Six-week-old mice from the Institute of Cancer Research (Orient Bio Co., Gyeonggi-Do, Korea) were anesthetized with xylazine (20 mg/kg) and ketamine (100 mg/kg). After shaving the scalp hair, a longitudinal incision was made in the midline of the cranium from the nasal bone to the posterior nuchal line, and the periosteum was elevated to expose the surface of the parietal bones. Using a surgical trephine bur (Ace Surgical Supply Co., Brockton, MA) and a low-speed micromotor, two circular, transosseous defects with a diameter of 4 mm were produced in the skull. The drilling site was irrigated with saline and bleeding points were electrocauterized. Each animal had two defects, and eight animals were used for each group. The calvarial defects were filled with BMP-2 loaded HCF and collagen sponge.

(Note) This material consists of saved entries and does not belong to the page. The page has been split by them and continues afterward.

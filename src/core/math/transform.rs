use crate::error::{RenderError, Result};
use nalgebra::{Matrix4, Vector3, Vector4};

const DEGENERATE_EPSILON: f32 = 1e-6;

//=================================
// Transform Matrix Factory
//=================================

/// Factory for the three matrices of a render pass.
/// Built by hand so the coordinate conventions stay explicit (right-handed,
/// camera looking down -Z, screen depth growing away from the viewer).
pub struct TransformFactory;

#[rustfmt::skip]
impl TransformFactory {
    /// Creates the ModelView (look-at) matrix.
    ///
    /// Basis: z = normalize(eye - center), x = normalize(up × z), y = z × x.
    /// The matrix translates by -eye, then rotates into that basis.
    pub fn look_at(
        eye: &Vector3<f32>,
        center: &Vector3<f32>,
        up: &Vector3<f32>,
    ) -> Result<Matrix4<f32>> {
        let forward = eye - center;
        if forward.norm() < DEGENERATE_EPSILON {
            return Err(RenderError::DegenerateVector("eye and center coincide"));
        }
        let z_axis = forward.normalize();
        let right = up.cross(&z_axis);
        if right.norm() < DEGENERATE_EPSILON {
            return Err(RenderError::DegenerateVector("up vector is zero or parallel to the view axis"));
        }
        let x_axis = right.normalize();
        let y_axis = z_axis.cross(&x_axis);

        let rotation = Matrix4::new(
            x_axis.x, x_axis.y, x_axis.z, 0.0,
            y_axis.x, y_axis.y, y_axis.z, 0.0,
            z_axis.x, z_axis.y, z_axis.z, 0.0,
            0.0,      0.0,      0.0,      1.0,
        );

        Ok(rotation * Self::translation(&-eye))
    }

    /// Creates the projection matrix: w' = 1 + coeff * z.
    ///
    /// `coeff` is `-1 / |eye - center|` for a perspective camera and `0` for an
    /// orthographic (light) pass.
    pub fn projection(coeff: f32) -> Matrix4<f32> {
        Matrix4::new(
            1.0, 0.0, 0.0,   0.0,
            0.0, 1.0, 0.0,   0.0,
            0.0, 0.0, 1.0,   0.0,
            0.0, 0.0, coeff, 1.0,
        )
    }

    /// The projection coefficient of a camera placed at `eye` looking at `center`.
    pub fn perspective_coeff(eye: &Vector3<f32>, center: &Vector3<f32>) -> Result<f32> {
        let distance = (eye - center).norm();
        if distance < DEGENERATE_EPSILON {
            return Err(RenderError::DegenerateVector("eye and center coincide"));
        }
        Ok(-1.0 / distance)
    }

    /// Creates the viewport matrix mapping the [-1, 1]³ cube onto the pixel
    /// rectangle `(x, y, w, h)` and onto the depth range `[0, depth]`.
    ///
    /// NDC z = +1 (closest to the eye in the look-at basis) maps to depth 0.
    pub fn viewport(x: f32, y: f32, w: f32, h: f32, depth: f32) -> Matrix4<f32> {
        Matrix4::new(
            w / 2.0, 0.0,     0.0,           x + w / 2.0,
            0.0,     h / 2.0, 0.0,           y + h / 2.0,
            0.0,     0.0,     -depth / 2.0,  depth / 2.0,
            0.0,     0.0,     0.0,           1.0,
        )
    }

    /// Creates a translation matrix.
    pub fn translation(translation: &Vector3<f32>) -> Matrix4<f32> {
        Matrix4::new(
            1.0, 0.0, 0.0, translation.x,
            0.0, 1.0, 0.0, translation.y,
            0.0, 0.0, 1.0, translation.z,
            0.0, 0.0, 0.0, 1.0,
        )
    }
}

//=================================
// Transform Set
//=================================

/// The three matrices of one render pass. Immutable once built.
#[derive(Debug, Clone, Copy, PartialEq)]
pub struct TransformSet {
    pub model_view: Matrix4<f32>,
    pub projection: Matrix4<f32>,
    pub viewport: Matrix4<f32>,
}

impl TransformSet {
    pub fn new(model_view: Matrix4<f32>, projection: Matrix4<f32>, viewport: Matrix4<f32>) -> Self {
        Self {
            model_view,
            projection,
            viewport,
        }
    }

    /// Identity everywhere: object coordinates are already screen coordinates.
    pub fn identity() -> Self {
        Self::new(Matrix4::identity(), Matrix4::identity(), Matrix4::identity())
    }

    /// Viewport · Projection · ModelView.
    pub fn combined(&self) -> Matrix4<f32> {
        self.viewport * self.projection * self.model_view
    }

    /// Projection · ModelView, used to move directions into the shading space.
    pub fn uniform_m(&self) -> Matrix4<f32> {
        self.projection * self.model_view
    }

    /// (Projection · ModelView)⁻ᵀ, used to move normals into the shading space.
    pub fn uniform_mit(&self) -> Result<Matrix4<f32>> {
        self.uniform_m()
            .try_inverse()
            .map(|m| m.transpose())
            .ok_or(RenderError::SingularTransform("projection * model-view"))
    }

    /// (Viewport · Projection · ModelView)⁻¹: screen space back to object space.
    pub fn inverse_combined(&self) -> Result<Matrix4<f32>> {
        self.combined()
            .try_inverse()
            .ok_or(RenderError::SingularTransform("viewport * projection * model-view"))
    }
}

//=================================
// Core Transformation Functions
//=================================

/// Lifts a 3D vector into homogeneous space with the given fourth coordinate
/// (1 for points, 0 for directions).
#[inline]
pub fn embed(v: &Vector3<f32>, w: f32) -> Vector4<f32> {
    Vector4::new(v.x, v.y, v.z, w)
}

/// Drops the fourth coordinate.
#[inline]
pub fn project(v: &Vector4<f32>) -> Vector3<f32> {
    v.xyz()
}

/// Divides by w. Returns `None` when w is numerically zero.
#[inline]
pub fn perspective_divide(v: &Vector4<f32>) -> Option<Vector3<f32>> {
    if v.w.abs() > 1e-8 {
        Some(v.xyz() / v.w)
    } else {
        None
    }
}

/// Applies a transform to a direction (w = 0) and normalizes the result.
#[inline]
pub fn transform_direction(m: &Matrix4<f32>, v: &Vector3<f32>) -> Vector3<f32> {
    project(&(m * embed(v, 0.0))).normalize()
}

#[cfg(test)]
mod tests {
    use super::*;

    fn assert_close(a: Vector3<f32>, b: Vector3<f32>) {
        assert!((a - b).norm() < 1e-4, "{a:?} != {b:?}");
    }

    #[test]
    fn look_at_moves_eye_to_origin_and_center_down_negative_z() {
        let eye = Vector3::new(1.0, 1.0, 3.0);
        let center = Vector3::zeros();
        let mv = TransformFactory::look_at(&eye, &center, &Vector3::y()).unwrap();

        let eye_view = project(&(mv * embed(&eye, 1.0)));
        assert_close(eye_view, Vector3::zeros());

        let center_view = project(&(mv * embed(&center, 1.0)));
        let distance = (eye - center).norm();
        assert_close(center_view, Vector3::new(0.0, 0.0, -distance));
    }

    #[test]
    fn look_at_basis_is_orthonormal() {
        let mv = TransformFactory::look_at(
            &Vector3::new(2.0, -1.0, 0.5),
            &Vector3::new(0.0, 0.3, 0.0),
            &Vector3::y(),
        )
        .unwrap();
        let r = mv.fixed_view::<3, 3>(0, 0).into_owned();
        let should_be_identity = r * r.transpose();
        assert!((should_be_identity - nalgebra::Matrix3::identity()).norm() < 1e-5);
    }

    #[test]
    fn look_at_rejects_degenerate_inputs() {
        let up = Vector3::y();
        assert!(matches!(
            TransformFactory::look_at(&Vector3::x(), &Vector3::x(), &up),
            Err(RenderError::DegenerateVector(_))
        ));
        assert!(matches!(
            TransformFactory::look_at(&Vector3::new(0.0, 3.0, 0.0), &Vector3::zeros(), &up),
            Err(RenderError::DegenerateVector(_))
        ));
        assert!(TransformFactory::perspective_coeff(&Vector3::zeros(), &Vector3::zeros()).is_err());
    }

    #[test]
    fn projection_puts_coefficient_into_w() {
        let p = TransformFactory::projection(-0.25);
        let v = p * Vector4::new(1.0, 2.0, -4.0, 1.0);
        assert_eq!(v, Vector4::new(1.0, 2.0, -4.0, 2.0));
        assert_eq!(TransformFactory::projection(0.0), Matrix4::identity());
    }

    #[test]
    fn viewport_maps_ndc_cube_to_rectangle_and_depth_range() {
        let vp = TransformFactory::viewport(10.0, 20.0, 100.0, 50.0, 255.0);
        let lo = project(&(vp * Vector4::new(-1.0, -1.0, 1.0, 1.0)));
        let hi = project(&(vp * Vector4::new(1.0, 1.0, -1.0, 1.0)));
        assert_close(lo, Vector3::new(10.0, 20.0, 0.0));
        assert_close(hi, Vector3::new(110.0, 70.0, 255.0));
    }

    #[test]
    fn closer_points_get_smaller_screen_depth() {
        let eye = Vector3::new(0.0, 0.0, 3.0);
        let center = Vector3::zeros();
        let set = TransformSet::new(
            TransformFactory::look_at(&eye, &center, &Vector3::y()).unwrap(),
            TransformFactory::projection(TransformFactory::perspective_coeff(&eye, &center).unwrap()),
            TransformFactory::viewport(0.0, 0.0, 100.0, 100.0, 255.0),
        );
        let near = perspective_divide(&(set.combined() * Vector4::new(0.0, 0.0, 1.0, 1.0))).unwrap();
        let far = perspective_divide(&(set.combined() * Vector4::new(0.0, 0.0, -1.0, 1.0))).unwrap();
        assert!(near.z < far.z);
    }

    #[test]
    fn inverse_combined_round_trips() {
        let set = TransformSet::new(
            TransformFactory::look_at(&Vector3::new(1.0, 1.0, 3.0), &Vector3::zeros(), &Vector3::y())
                .unwrap(),
            TransformFactory::projection(-0.3),
            TransformFactory::viewport(0.0, 0.0, 80.0, 80.0, 255.0),
        );
        let p = Vector4::new(0.3, -0.2, 0.4, 1.0);
        let back = set.inverse_combined().unwrap() * (set.combined() * p);
        assert_close(perspective_divide(&back).unwrap(), p.xyz());
    }

    #[test]
    fn singular_transforms_are_reported() {
        let mut set = TransformSet::identity();
        set.viewport = Matrix4::zeros();
        assert!(matches!(
            set.inverse_combined(),
            Err(RenderError::SingularTransform(_))
        ));
        set.model_view = Matrix4::zeros();
        assert!(set.uniform_mit().is_err());
    }
}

The doses of implanted BMP-2 were 0, 0.5, 1, 2, and 3 µg per defect. The animal study was approved by Institutional Animal Care and Use Committee of Seoul National University (SNU-100203-5).

Bone formation analysis

Eight weeks after the implantation, the animals were euthanized by CO2 asphyxiation and the skulls were harvested for analysis. Bone formation was evaluated with micro-CT scans (n = 8 per group) and histological analysis (n = 8 per group). CT images were obtained with a micro-CT scanner (SkyScan-1172; Skyscan, Kontich, Belgium). After the micro-CT examination, the implants were used for histological analysis. All samples were decalcified in 10% (vol/vol) formic acid for 7 days, embedded in paraffin, and sectioned transversely at the middle part of the defects at a thickness of 4 µm. The sections were stained with Goldner's trichrome staining. The percentage of bone formation area in the defect area was calculated as (new bone area / bone defect area) × 100. Bone density was calculated as [new bone area / (new bone area + fibrous tissue area + residual biomaterial area)] × 100 (Lee et al., 2010).

Statistical analysis

Quantitative data were expressed as the mean ± standard deviation. Statistical analysis was performed with one way analysis of variance (ANOVA) with Tukey's honestly significant difference post-hoc test using SPSS software (SPSS Inc., Chicago, IL). A value of P < 0.05 was considered statistically significant.